The number needed is how many lines of the data hold the string "true". Give that number and nothing more.
BEGIN TASK INPUT
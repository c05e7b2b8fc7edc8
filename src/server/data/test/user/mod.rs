use crate::server::data::user::UserRepository;
use entity::sea_orm_active_enums::UserRole;
use sea_orm::DbErr;
use test_utils::{builder::TestBuilder, factory};

mod admin_exists;
mod find_by_email;
mod get_all_paginated;
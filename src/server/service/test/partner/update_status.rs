use super::*;

/// Tests moving an inquiry along and filtering by the new status.
///
/// Expected: Ok with status Contacted, listed under the Contacted filter only
#[tokio::test]
async fn updates_status() -> Result<(), AppError> {
    let test = TestBuilder::new().with_all_tables().build().await.unwrap();
    let db = test.db.as_ref().unwrap();

    let notifier = RecordingNotifier::new();
    let service = PartnerService::new(db, &notifier, None);
    let inquiry = service.submit(params("Blue Mountain Growers")).await?;
    service.submit(params("Ocho Rios Bistro")).await?;

    let updated = service
        .update_status(inquiry.id, InquiryStatus::Contacted)
        .await?;
    assert_eq!(updated.status, InquiryStatus::Contacted);

    let contacted = service.list(Some(InquiryStatus::Contacted), 0, 10).await?;
    assert_eq!(contacted.total, 1);
    assert_eq!(contacted.items[0].id, inquiry.id);

    Ok(())
}

/// Tests updating an unknown inquiry.
///
/// Expected: Err(AppError::NotFound)
#[tokio::test]
async fn fails_for_unknown_inquiry() -> Result<(), AppError> {
    let test = TestBuilder::new().with_all_tables().build().await.unwrap();
    let db = test.db.as_ref().unwrap();

    let notifier = RecordingNotifier::new();
    let result = PartnerService::new(db, &notifier, None)
        .update_status(404, InquiryStatus::Closed)
        .await;

    assert!(matches!(result, Err(AppError::NotFound(_))));

    Ok(())
}
use axum::{
    extract::{Path, Query, State},
    http::StatusCode,
    response::IntoResponse,
    Json,
};
use tower_sessions::Session;

use crate::{
    model::{
        api::{ErrorDto, PageDto, PageQuery},
        farmer::{
            ActiveFilterQuery, FarmerDto, FarmerIngredientDto, FarmerInputDto, PayoutAccountDto,
            PublicFarmerDto, SetFarmerIngredientsDto,
        },
    },
    server::{
        error::AppError,
        middleware::auth::{AuthGuard, Permission},
        model::farmer::{
            Farmer, FarmerIngredient, FarmerParams, PayoutAccountParams, SupplyItemParams,
        },
        service::farmer::FarmerService,
        state::AppState,
        util::extract::{ValidatedJson, ValidatedQuery},
    },
};

/// Tag for grouping farmer endpoints in OpenAPI documentation
pub static FARMER_TAG: &str = "farmer";

/// Create a farmer profile.
///
/// # Access Control
/// - `Admin` - Only admins can create farmers
///
/// # Returns
/// - `201 Created` - Farmer created
/// - `400 Bad Request` - Invalid farmer data
#[utoipa::path(
    post,
    path = "/api/admin/farmers",
    tag = FARMER_TAG,
    request_body = FarmerInputDto,
    responses(
        (status = 201, description = "Farmer created", body = FarmerDto),
        (status = 400, description = "Invalid farmer data", body = ErrorDto),
        (status = 401, description = "Not signed in", body = ErrorDto),
        (status = 403, description = "Not an admin", body = ErrorDto),
        (status = 500, description = "Internal server error", body = ErrorDto)
    ),
)]
pub async fn create_farmer(
    State(state): State<AppState>,
    session: Session,
    ValidatedJson(payload): ValidatedJson<FarmerInputDto>,
) -> Result<impl IntoResponse, AppError> {
    let _ = AuthGuard::new(&state.db, &session)
        .require(&[Permission::Admin])
        .await?;

    let farmer = FarmerService::new(&state.db)
        .create(FarmerParams::from_dto(payload))
        .await?;

    Ok((StatusCode::CREATED, Json(farmer.into_dto())))
}

/// List farmers, optionally filtered by active flag.
#[utoipa::path(
    get,
    path = "/api/admin/farmers",
    tag = FARMER_TAG,
    params(PageQuery, ActiveFilterQuery),
    responses(
        (status = 200, description = "Paginated farmers", body = PageDto<FarmerDto>),
        (status = 400, description = "Invalid pagination", body = ErrorDto),
        (status = 401, description = "Not signed in", body = ErrorDto),
        (status = 403, description = "Not an admin", body = ErrorDto),
        (status = 500, description = "Internal server error", body = ErrorDto)
    ),
)]
pub async fn list_farmers(
    State(state): State<AppState>,
    session: Session,
    ValidatedQuery(page): ValidatedQuery<PageQuery>,
    Query(filter): Query<ActiveFilterQuery>,
) -> Result<impl IntoResponse, AppError> {
    let _ = AuthGuard::new(&state.db, &session)
        .require(&[Permission::Admin])
        .await?;

    let farmers = FarmerService::new(&state.db)
        .list(filter.active, page.page, page.entries)
        .await?;

    Ok((StatusCode::OK, Json(farmers.into_dto(Farmer::into_dto))))
}

#[utoipa::path(
    get,
    path = "/api/admin/farmers/{id}",
    tag = FARMER_TAG,
    params(("id" = i32, Path, description = "Farmer ID")),
    responses(
        (status = 200, description = "Farmer", body = FarmerDto),
        (status = 401, description = "Not signed in", body = ErrorDto),
        (status = 403, description = "Not an admin", body = ErrorDto),
        (status = 404, description = "Farmer not found", body = ErrorDto),
        (status = 500, description = "Internal server error", body = ErrorDto)
    ),
)]
pub async fn get_farmer(
    State(state): State<AppState>,
    session: Session,
    Path(id): Path<i32>,
) -> Result<impl IntoResponse, AppError> {
    let _ = AuthGuard::new(&state.db, &session)
        .require(&[Permission::Admin])
        .await?;

    let farmer = FarmerService::new(&state.db).get(id).await?;

    Ok((StatusCode::OK, Json(farmer.into_dto())))
}

#[utoipa::path(
    put,
    path = "/api/admin/farmers/{id}",
    tag = FARMER_TAG,
    params(("id" = i32, Path, description = "Farmer ID")),
    request_body = FarmerInputDto,
    responses(
        (status = 200, description = "Farmer updated", body = FarmerDto),
        (status = 400, description = "Invalid farmer data", body = ErrorDto),
        (status = 401, description = "Not signed in", body = ErrorDto),
        (status = 403, description = "Not an admin", body = ErrorDto),
        (status = 404, description = "Farmer not found", body = ErrorDto),
        (status = 500, description = "Internal server error", body = ErrorDto)
    ),
)]
pub async fn update_farmer(
    State(state): State<AppState>,
    session: Session,
    Path(id): Path<i32>,
    ValidatedJson(payload): ValidatedJson<FarmerInputDto>,
) -> Result<impl IntoResponse, AppError> {
    let _ = AuthGuard::new(&state.db, &session)
        .require(&[Permission::Admin])
        .await?;

    let farmer = FarmerService::new(&state.db)
        .update(id, FarmerParams::from_dto(payload))
        .await?;

    Ok((StatusCode::OK, Json(farmer.into_dto())))
}

/// Set the account a farmer's payouts are sent to.
#[utoipa::path(
    put,
    path = "/api/admin/farmers/{id}/payout-account",
    tag = FARMER_TAG,
    params(("id" = i32, Path, description = "Farmer ID")),
    request_body = PayoutAccountDto,
    responses(
        (status = 200, description = "Payout account updated", body = FarmerDto),
        (status = 400, description = "Invalid account data", body = ErrorDto),
        (status = 401, description = "Not signed in", body = ErrorDto),
        (status = 403, description = "Not an admin", body = ErrorDto),
        (status = 404, description = "Farmer not found", body = ErrorDto),
        (status = 500, description = "Internal server error", body = ErrorDto)
    ),
)]
pub async fn set_farmer_payout_account(
    State(state): State<AppState>,
    session: Session,
    Path(id): Path<i32>,
    ValidatedJson(payload): ValidatedJson<PayoutAccountDto>,
) -> Result<impl IntoResponse, AppError> {
    let _ = AuthGuard::new(&state.db, &session)
        .require(&[Permission::Admin])
        .await?;

    let farmer = FarmerService::new(&state.db)
        .set_payout_account(id, PayoutAccountParams::from_dto(payload))
        .await?;

    Ok((StatusCode::OK, Json(farmer.into_dto())))
}

/// Get the signed-in farmer's own profile.
#[utoipa::path(
    get,
    path = "/api/farmer/me",
    tag = FARMER_TAG,
    responses(
        (status = 200, description = "Own farmer profile", body = FarmerDto),
        (status = 401, description = "Not signed in", body = ErrorDto),
        (status = 403, description = "Not a farmer", body = ErrorDto),
        (status = 404, description = "No farmer profile for this account", body = ErrorDto),
        (status = 500, description = "Internal server error", body = ErrorDto)
    ),
)]
pub async fn get_my_farmer_profile(
    State(state): State<AppState>,
    session: Session,
) -> Result<impl IntoResponse, AppError> {
    let user = AuthGuard::new(&state.db, &session)
        .require(&[Permission::Farmer])
        .await?;

    let farmer = FarmerService::new(&state.db).get_for_user(user.id).await?;

    Ok((StatusCode::OK, Json(farmer.into_dto())))
}

#[utoipa::path(
    get,
    path = "/api/farmer/me/ingredients",
    tag = FARMER_TAG,
    responses(
        (status = 200, description = "Own supply list", body = Vec<FarmerIngredientDto>),
        (status = 401, description = "Not signed in", body = ErrorDto),
        (status = 403, description = "Not a farmer", body = ErrorDto),
        (status = 404, description = "No farmer profile for this account", body = ErrorDto),
        (status = 500, description = "Internal server error", body = ErrorDto)
    ),
)]
pub async fn get_my_ingredients(
    State(state): State<AppState>,
    session: Session,
) -> Result<impl IntoResponse, AppError> {
    let user = AuthGuard::new(&state.db, &session)
        .require(&[Permission::Farmer])
        .await?;

    let service = FarmerService::new(&state.db);
    let farmer = service.get_for_user(user.id).await?;
    let ingredients = service.get_ingredients(farmer.id).await?;

    Ok((
        StatusCode::OK,
        Json(
            ingredients
                .into_iter()
                .map(FarmerIngredient::into_dto)
                .collect::<Vec<_>>(),
        ),
    ))
}

/// Replace the signed-in farmer's supply list.
///
/// # Returns
/// - `200 OK` - The new supply list
/// - `400 Bad Request` - Invalid item or unknown ingredient ID
#[utoipa::path(
    put,
    path = "/api/farmer/me/ingredients",
    tag = FARMER_TAG,
    request_body = SetFarmerIngredientsDto,
    responses(
        (status = 200, description = "Supply list replaced", body = Vec<FarmerIngredientDto>),
        (status = 400, description = "Invalid item or unknown ingredient", body = ErrorDto),
        (status = 401, description = "Not signed in", body = ErrorDto),
        (status = 403, description = "Not a farmer", body = ErrorDto),
        (status = 404, description = "No farmer profile for this account", body = ErrorDto),
        (status = 500, description = "Internal server error", body = ErrorDto)
    ),
)]
pub async fn set_my_ingredients(
    State(state): State<AppState>,
    session: Session,
    ValidatedJson(payload): ValidatedJson<SetFarmerIngredientsDto>,
) -> Result<impl IntoResponse, AppError> {
    let user = AuthGuard::new(&state.db, &session)
        .require(&[Permission::Farmer])
        .await?;

    let service = FarmerService::new(&state.db);
    let farmer = service.get_for_user(user.id).await?;
    let ingredients = service
        .set_ingredients(farmer.id, SupplyItemParams::from_dto(payload))
        .await?;

    Ok((
        StatusCode::OK,
        Json(
            ingredients
                .into_iter()
                .map(FarmerIngredient::into_dto)
                .collect::<Vec<_>>(),
        ),
    ))
}

/// Public directory of active farmers.
#[utoipa::path(
    get,
    path = "/api/farmers",
    tag = FARMER_TAG,
    responses(
        (status = 200, description = "Active farmers", body = Vec<PublicFarmerDto>),
        (status = 500, description = "Internal server error", body = ErrorDto)
    ),
)]
pub async fn farmer_directory(State(state): State<AppState>) -> Result<impl IntoResponse, AppError> {
    let farmers = FarmerService::new(&state.db).get_directory().await?;

    Ok((
        StatusCode::OK,
        Json(
            farmers
                .into_iter()
                .map(Farmer::into_public_dto)
                .collect::<Vec<_>>(),
        ),
    ))
}
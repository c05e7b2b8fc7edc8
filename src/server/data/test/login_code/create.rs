use super::*;

/// Tests that issuing a new code invalidates the previous one.
///
/// Expected: Ok with only the newest code returned by `find_active`
#[tokio::test]
async fn invalidates_previous_codes() -> Result<(), DbErr> {
    let test = TestBuilder::new().with_auth_tables().build().await.unwrap();
    let db = test.db.as_ref().unwrap();

    let user = factory::create_user(db).await?;
    let repo = LoginCodeRepository::new(db);
    let expires_at = Utc::now() + Duration::minutes(10);

    let first = repo.create(user.id, "hash-one".to_string(), expires_at).await?;
    let second = repo.create(user.id, "hash-two".to_string(), expires_at).await?;

    let active = repo.find_active(user.id, Utc::now()).await?;
    assert_eq!(active.map(|c| c.id), Some(second.id));

    let first = entity::prelude::LoginCode::find_by_id(first.id)
        .one(db)
        .await?
        .unwrap();
    assert!(first.consumed_at.is_some());

    Ok(())
}

/// Tests that expired codes are not returned as active.
///
/// Expected: Ok(None)
#[tokio::test]
async fn ignores_expired_code() -> Result<(), DbErr> {
    let test = TestBuilder::new().with_auth_tables().build().await.unwrap();
    let db = test.db.as_ref().unwrap();

    let user = factory::create_user(db).await?;
    let repo = LoginCodeRepository::new(db);

    repo.create(
        user.id,
        "hash".to_string(),
        Utc::now() - Duration::minutes(1),
    )
    .await?;

    assert!(repo.find_active(user.id, Utc::now()).await?.is_none());

    Ok(())
}
//! Assignment domain models and status rules.
//!
//! An assignment links one provider (chef or farmer) to a booking. Exactly one of the
//! entity's `chef_id` / `farmer_id` columns is set, matching `kind`; the domain model
//! folds them into a single `provider_id`.

use chrono::{DateTime, Utc};
use entity::sea_orm_active_enums::{AssignmentPayoutStatus, AssignmentStatus, ProviderKind};

use crate::{
    model::assignment::{
        AssignmentDto, AssignmentPayoutStatusDto, AssignmentStatusDto, CreateAssignmentDto,
        ProviderKindDto, RespondAssignmentDto, UpdateAssignmentStatusDto,
    },
    server::{
        error::{internal::InternalError, validation::ValidationError},
        util::validate::{non_blank, Validate, Validator},
    },
};

enum_conversion!(ProviderKind <=> ProviderKindDto { Chef, Farmer });
enum_conversion!(AssignmentStatus <=> AssignmentStatusDto {
    Offered,
    Accepted,
    Declined,
    Confirmed,
    Completed,
    Cancelled
});
enum_conversion!(AssignmentPayoutStatus <=> AssignmentPayoutStatusDto { Unpaid, Paid, Failed });

/// Statuses that occupy a provider.
pub const ACTIVE_STATUSES: [AssignmentStatus; 3] = [
    AssignmentStatus::Offered,
    AssignmentStatus::Accepted,
    AssignmentStatus::Confirmed,
];

/// Whether an assignment in this status still occupies its provider.
pub fn is_active(status: AssignmentStatus) -> bool {
    ACTIVE_STATUSES.contains(&status)
}

/// Whether an assignment may move from `from` to `to`.
///
/// `offered → accepted | declined`, `accepted → confirmed`, `confirmed → completed`,
/// and any non-terminal status may be cancelled.
pub fn can_transition(from: AssignmentStatus, to: AssignmentStatus) -> bool {
    use AssignmentStatus::*;

    match (from, to) {
        (Offered, Accepted) | (Offered, Declined) => true,
        (Accepted, Confirmed) => true,
        (Confirmed, Completed) => true,
        (from, Cancelled) => is_active(from),
        _ => false,
    }
}

#[derive(Debug, Clone, PartialEq, Eq)]
pub struct Assignment {
    pub id: i32,
    pub booking_id: i32,
    pub kind: ProviderKind,
    pub provider_id: i32,
    pub status: AssignmentStatus,
    pub payout_amount_cents: i64,
    pub payout_status: AssignmentPayoutStatus,
    pub notes: Option<String>,
    pub created_at: DateTime<Utc>,
    pub responded_at: Option<DateTime<Utc>>,
}

impl Assignment {
    /// Converts an entity model, resolving the provider column that matches `kind`.
    ///
    /// # Returns
    /// - `Ok(Assignment)` - Converted domain model
    /// - `Err(InternalError::AssignmentProviderMissing)` - Provider column for the kind is empty
    pub fn from_entity(entity: entity::assignment::Model) -> Result<Self, InternalError> {
        let provider_id = match entity.kind {
            ProviderKind::Chef => entity.chef_id,
            ProviderKind::Farmer => entity.farmer_id,
        }
        .ok_or(InternalError::AssignmentProviderMissing {
            assignment_id: entity.id,
        })?;

        Ok(Self {
            id: entity.id,
            booking_id: entity.booking_id,
            kind: entity.kind,
            provider_id,
            status: entity.status,
            payout_amount_cents: entity.payout_amount_cents,
            payout_status: entity.payout_status,
            notes: entity.notes,
            created_at: entity.created_at,
            responded_at: entity.responded_at,
        })
    }

    pub fn into_dto(self) -> AssignmentDto {
        AssignmentDto {
            id: self.id,
            booking_id: self.booking_id,
            kind: self.kind.into(),
            provider_id: self.provider_id,
            status: self.status.into(),
            payout_amount_cents: self.payout_amount_cents,
            payout_status: self.payout_status.into(),
            notes: self.notes,
            created_at: self.created_at,
            responded_at: self.responded_at,
        }
    }
}

/// Chef or farmer profile an assignment points at.
#[derive(Debug, Clone, Copy, PartialEq, Eq, Hash)]
pub struct ProviderRef {
    pub kind: ProviderKind,
    pub id: i32,
}

#[derive(Debug, Clone)]
pub struct CreateAssignmentParams {
    pub booking_id: i32,
    pub provider: ProviderRef,
    pub payout_amount_cents: i64,
    pub notes: Option<String>,
}

impl CreateAssignmentParams {
    pub fn from_dto(booking_id: i32, dto: CreateAssignmentDto) -> Self {
        Self {
            booking_id,
            provider: ProviderRef {
                kind: dto.kind.into(),
                id: dto.provider_id,
            },
            payout_amount_cents: dto.payout_amount_cents,
            notes: non_blank(dto.notes),
        }
    }
}

impl Validate for CreateAssignmentDto {
    fn validate(&self) -> Result<(), ValidationError> {
        Validator::new()
            .check(
                "payout_amount_cents",
                self.payout_amount_cents >= 0,
                "must be zero or greater",
            )
            .check(
                "notes",
                self.notes
                    .as_deref()
                    .is_none_or(|n| n.chars().count() <= 1000),
                "must be at most 1000 characters",
            )
            .finish()
    }
}

impl Validate for RespondAssignmentDto {
    fn validate(&self) -> Result<(), ValidationError> {
        Ok(())
    }
}

impl Validate for UpdateAssignmentStatusDto {
    fn validate(&self) -> Result<(), ValidationError> {
        Ok(())
    }
}
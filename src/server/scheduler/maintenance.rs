use std::sync::Arc;

use chrono::{Duration, Utc};
use sea_orm::DatabaseConnection;
use tokio_cron_scheduler::{Job, JobScheduler};

use crate::server::{
    data::login_code::LoginCodeRepository,
    error::AppError,
    model::payout::PayoutOutcome,
    provider::payment::PaymentGateway,
    service::payout::PayoutService,
};

/// Runs every 15 minutes at second 0.
const SCHEDULE: &str = "0 */15 * * * *";

/// Login codes older than this are deleted once consumed or expired.
const LOGIN_CODE_RETENTION_HOURS: i64 = 24;

/// Starts the maintenance scheduler.
///
/// Every run:
/// - Deletes consumed or expired login codes older than a day
/// - Retries payouts for completed bookings whose assignments are not yet paid
///
/// # Arguments
/// - `db`: Database connection
/// - `payments`: Payment gateway used for payout retries
/// - `currency`: Payout currency code
pub async fn start_scheduler(
    db: DatabaseConnection,
    payments: Arc<dyn PaymentGateway>,
    currency: String,
) -> Result<JobScheduler, AppError> {
    let scheduler = JobScheduler::new().await?;

    let job = Job::new_async(SCHEDULE, move |_uuid, _lock| {
        let db = db.clone();
        let payments = payments.clone();
        let currency = currency.clone();

        Box::pin(async move {
            if let Err(e) = run_maintenance(&db, payments.as_ref(), &currency).await {
                tracing::error!("Error running maintenance: {}", e);
            }
        })
    })?;

    scheduler.add(job).await?;
    scheduler.start().await?;

    tracing::info!("Maintenance scheduler started");

    Ok(scheduler)
}

/// Runs one maintenance pass.
///
/// The two tasks are independent; a failure in one is logged and the other still runs.
pub async fn run_maintenance(
    db: &DatabaseConnection,
    payments: &dyn PaymentGateway,
    currency: &str,
) -> Result<(), AppError> {
    if let Err(e) = purge_login_codes(db).await {
        tracing::error!("Error purging login codes: {}", e);
    }

    if let Err(e) = retry_payouts(db, payments, currency).await {
        tracing::error!("Error retrying payouts: {}", e);
    }

    Ok(())
}

async fn purge_login_codes(db: &DatabaseConnection) -> Result<(), AppError> {
    let cutoff = Utc::now() - Duration::hours(LOGIN_CODE_RETENTION_HOURS);
    let deleted = LoginCodeRepository::new(db).delete_stale(cutoff).await?;

    if deleted > 0 {
        tracing::debug!("Deleted {} stale login codes", deleted);
    }

    Ok(())
}

async fn retry_payouts(
    db: &DatabaseConnection,
    payments: &dyn PaymentGateway,
    currency: &str,
) -> Result<(), AppError> {
    let outcomes = PayoutService::new(db, payments, currency)
        .retry_unpaid()
        .await?;

    if outcomes.is_empty() {
        return Ok(());
    }

    let paid = outcomes
        .iter()
        .filter(|o| matches!(o.outcome, PayoutOutcome::Paid(_)))
        .count();
    tracing::info!(
        "Payout retry processed {} assignments, {} paid",
        outcomes.len(),
        paid
    );

    Ok(())
}
use entity::sea_orm_active_enums::{InquiryStatus, PartnerType};
use test_utils::builder::TestBuilder;

use crate::server::{
    error::AppError,
    model::partner::CreatePartnerInquiryParams,
    provider::test::{RecordingNotifier, SentMessage},
    service::partner::PartnerService,
};

mod submit;
mod update_status;

const ADMIN_EMAIL: &str = "admin@provisions.test";

fn params(organization: &str) -> CreatePartnerInquiryParams {
    CreatePartnerInquiryParams {
        organization: organization.to_string(),
        contact_name: "Devon Clarke".to_string(),
        email: "devon@bluemountain.coop".to_string(),
        phone: None,
        partner_type: PartnerType::Cooperative,
        message: "We grow coffee and callaloo in Portland parish.".to_string(),
    }
}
END TASK INPUT
*OUTPUT FOR THIS TASK*: 3